For what it was, AWS has always been open about issues that ever occured on their systems. They performed an internal analysis and have put out a summary of the disruption as well. You can check the summary here:
RCA from AWS
From AWS Summary of the analysis: At around 9:40 AM PST, S3 availability dropped to 0%. Packet loss and availability of the system plumetted and this crash state remained for the whole outage period.
From some of the AWS RCA intercepts about the outage, the reason was human error. S3 team has been debugging a S3 billing system issue. As part of the debugging process, they had to remove a small number of servers from S3 subsystem that is used by S3 billing process.
Unfortunately, one of the inputs was incorrectly provided which removed a larger set of servers than what was intended. The servers which were removed in the above cycle also contained units which supported two other subsystems of S3. One of these subsystems was responsible for managing metadata and location information about all S3 objects in the region. The teams realized this and started bringing them back up, but the process of bringing these subsystems back into functional state took time.
You can read more about the exact problem and the corrective measures which AWS is taking to prevent it from happening again from the summary link that you can find above.
Impact on users:
S3 being a core system, many other service systems at AWS depending internally on the S3 system also failed. Services like Elastic Load Balancers(ELB), Redshift data warehouse and others plummeted to limited or no availability during the outage. Many companies and services like National Geographic, Coursera, Slack were said to have been affected.
Impact on AWS:
AWS provides a strong S3 SLA. The current outage of 3 hours means that S3 went below 99.9% threshold of SLA. Therefore, AWS might be on a 10% monetary reduction within US-EAST-1 region. This outage might have also triggered a domino's affect on the other dependent services SLA as well. An exact amount would be difficult to arrive but it probably would be in millions of dollars.
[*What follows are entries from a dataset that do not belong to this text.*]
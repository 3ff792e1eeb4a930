//! Keyword classification of finalized recognizer text.
//!
//! Matching is whole-word: a keyword matches only at token boundaries, so
//! "остановка" does not trigger the stop set even though it contains
//! "стоп". Multi-word phrases match as a consecutive token run.

use crate::defaults;
use serde::{Deserialize, Serialize};

/// Control action carried by a classified utterance.
#[derive(Debug, Clone, Copy, PartialEq, Eq)]
pub enum CommandKind {
    /// Begin an utterance recording.
    Start,
    /// Suspend command recognition.
    Pause,
    /// Resume command recognition.
    Resume,
    /// Shut the whole front end down.
    Stop,
    /// Recognized text that matched no keyword set.
    None,
}

/// A finalized, normalized utterance with its classification.
#[derive(Debug, Clone, PartialEq, Eq)]
pub struct CommandEvent {
    pub text: String,
    pub kind: CommandKind,
}

/// Configurable keyword sets, one per control action.
#[derive(Debug, Clone, Serialize, Deserialize, PartialEq, Eq)]
#[serde(default)]
pub struct KeywordSets {
    pub start: Vec<String>,
    pub pause: Vec<String>,
    pub resume: Vec<String>,
    pub stop: Vec<String>,
}

impl Default for KeywordSets {
    fn default() -> Self {
        let owned = |set: &[&str]| set.iter().map(|s| s.to_string()).collect();
        Self {
            start: owned(defaults::START_COMMANDS),
            pause: owned(defaults::PAUSE_COMMANDS),
            resume: owned(defaults::RESUME_COMMANDS),
            stop: owned(defaults::STOP_COMMANDS),
        }
    }
}

/// Normalizes recognizer text: trim plus lowercase.
pub fn normalize(text: &str) -> String {
    text.trim().to_lowercase()
}

fn tokenize(text: &str) -> Vec<&str> {
    text.split(|c: char| !c.is_alphanumeric())
        .filter(|t| !t.is_empty())
        .collect()
}

/// Classifies normalized text against the configured keyword sets.
pub struct CommandClassifier {
    start: Vec<Vec<String>>,
    pause: Vec<Vec<String>>,
    resume: Vec<Vec<String>>,
    stop: Vec<Vec<String>>,
}

impl CommandClassifier {
    pub fn new(sets: KeywordSets) -> Self {
        let prepare = |phrases: Vec<String>| -> Vec<Vec<String>> {
            phrases
                .iter()
                .map(|p| {
                    tokenize(&normalize(p))
                        .into_iter()
                        .map(str::to_string)
                        .collect()
                })
                .filter(|tokens: &Vec<String>| !tokens.is_empty())
                .collect()
        };
        Self {
            start: prepare(sets.start),
            pause: prepare(sets.pause),
            resume: prepare(sets.resume),
            stop: prepare(sets.stop),
        }
    }

    /// Classifies `text` (assumed already normalized).
    ///
    /// Overlapping matches resolve by precedence: Stop wins over Start,
    /// Start over Pause, Pause over Resume.
    pub fn classify(&self, text: &str) -> CommandKind {
        let tokens = tokenize(text);
        if contains_phrase(&tokens, &self.stop) {
            CommandKind::Stop
        } else if contains_phrase(&tokens, &self.start) {
            CommandKind::Start
        } else if contains_phrase(&tokens, &self.pause) {
            CommandKind::Pause
        } else if contains_phrase(&tokens, &self.resume) {
            CommandKind::Resume
        } else {
            CommandKind::None
        }
    }

    /// Normalizes raw recognizer text and wraps it with its classification.
    pub fn event(&self, raw: &str) -> CommandEvent {
        let text = normalize(raw);
        let kind = self.classify(&text);
        CommandEvent { text, kind }
    }
}

impl Default for CommandClassifier {
    fn default() -> Self {
        Self::new(KeywordSets::default())
    }
}

fn contains_phrase(tokens: &[&str], phrases: &[Vec<String>]) -> bool {
    phrases.iter().any(|phrase| {
        tokens
            .windows(phrase.len())
            .any(|window| window.iter().zip(phrase.iter()).all(|(t, p)| *t == p))
    })
}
Did companies rely too heavily on S3 SLA?:
One of the important take away from the whole episode of S3 outage was the factor of how much solutions should trust/depend on a vendor service. One of robust solutions that exists on cloud currently would be Netflix. And it is a robust solution because of the core principle on which they built the entire architecture.
Build for failure
Nettflix services were built for failure. Which means that they assume 90% of the systems in the infrastruture to be prone to failure. Solutions turn out to be highly available When they are architected with this end goal in perspective. One of those important principles that AWS suggests its architects to keep in mind is to build an application level high-availability layer and not to depend on the vendor availability guarantee alone.
AWS S3 system was built to be highly available and redundant by automatically replicating stored objects and files across data centers. For third-party solutions depending on AWS services, an additional layer of redundancy would require leveraging additional AWS regions or even alternative cloud providers as a fall-back.
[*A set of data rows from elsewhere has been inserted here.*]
//! Frame queue between the capture callback and the active consumer.

use crossbeam_channel::{Receiver, RecvTimeoutError, Sender, unbounded};
use std::time::Duration;

/// A fixed block of consecutive signed 16-bit mono samples from the capture
/// layer. Sample rate and channel count are implicit, inherited from the
/// session that produced the frame.
///
/// Immutable once created; consumed exactly once by the active session.
#[derive(Debug, Clone)]
pub struct AudioFrame {
    /// Monotonic sequence number assigned by the producer.
    pub seq: u64,
    /// Signed 16-bit PCM samples.
    pub samples: Vec<i16>,
}

impl AudioFrame {
    /// Creates a new frame.
    pub fn new(seq: u64, samples: Vec<i16>) -> Self {
        Self { seq, samples }
    }

    /// Little-endian byte length of the frame payload.
    pub fn byte_len(&self) -> usize {
        self.samples.len() * 2
    }
}

/// Ordered frame buffer between the real-time producer and one consumer.
///
/// `push` never blocks and never fails: the capture callback runs in a
/// hardware-driven context and must only enqueue. Backpressure policy is
/// grow-unbounded (no frame is ever dropped or reordered); `drain` empties
/// the queue when a session stops so no stale frames leak into the next
/// consumer.
#[derive(Clone)]
pub struct FrameQueue {
    tx: Sender<AudioFrame>,
    rx: Receiver<AudioFrame>,
}

impl FrameQueue {
    /// Creates an empty queue.
    pub fn new() -> Self {
        let (tx, rx) = unbounded();
        Self { tx, rx }
    }

    /// Enqueues a frame. Non-blocking; safe to call from the capture callback.
    pub fn push(&self, frame: AudioFrame) {
        // Send on an unbounded channel only fails when every receiver is
        // gone, and self holds one.
        let _ = self.tx.send(frame);
    }

    /// Dequeues the oldest frame, waiting up to `timeout`.
    pub fn pop(&self, timeout: Duration) -> Option<AudioFrame> {
        match self.rx.recv_timeout(timeout) {
            Ok(frame) => Some(frame),
            Err(RecvTimeoutError::Timeout) | Err(RecvTimeoutError::Disconnected) => None,
        }
    }

    /// Discards every buffered frame, returning how many were dropped.
    pub fn drain(&self) -> usize {
        let mut dropped = 0;
        while self.rx.try_recv().is_ok() {
            dropped += 1;
        }
        dropped
    }

    /// Number of frames currently buffered.
    pub fn len(&self) -> usize {
        self.rx.len()
    }

    /// Returns true when no frames are buffered.
    pub fn is_empty(&self) -> bool {
        self.rx.is_empty()
    }
}

impl Default for FrameQueue {
    fn default() -> Self {
        Self::new()
    }
}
This approach would add more application complexity and also cost overhead as the user would be responsible for maintaining data consistency and synchronization. You can check the Open Source toolsuite that Nettflix internally uses to test their production system stability. Its called SimianArmy. One of the more popular tool from the suite is the ChaosMonkey which randomly terminates VM instances. But still, their tool suite did not consider a base component failure like that of S3.
Most organizations and solutions do not opt for such high redundancy and availability due to various concerns that we talked about above. The usual redundancy approach that would be followed is to have data backups. Though backups provide a layer of Disaster Recovery protection, they do not help much in short-term (i.e: Cannot guarantee 24x7 uptime since backups will need time to be restored)
What did we learn from the outage?
Recent uprise and move to cloud has delivered huge improvements in terms of time to market, stability, resilience and availability when compared to traditional infrastructures. However, cloud brings its own complexities like the dependency of solutions on a third-party service that we no longer have control. Cloud developers, designers and operation teams need to review such dependencies and should include various monitoring and recovery strategies. The aim being to improve redundancy and availability of solution critical services.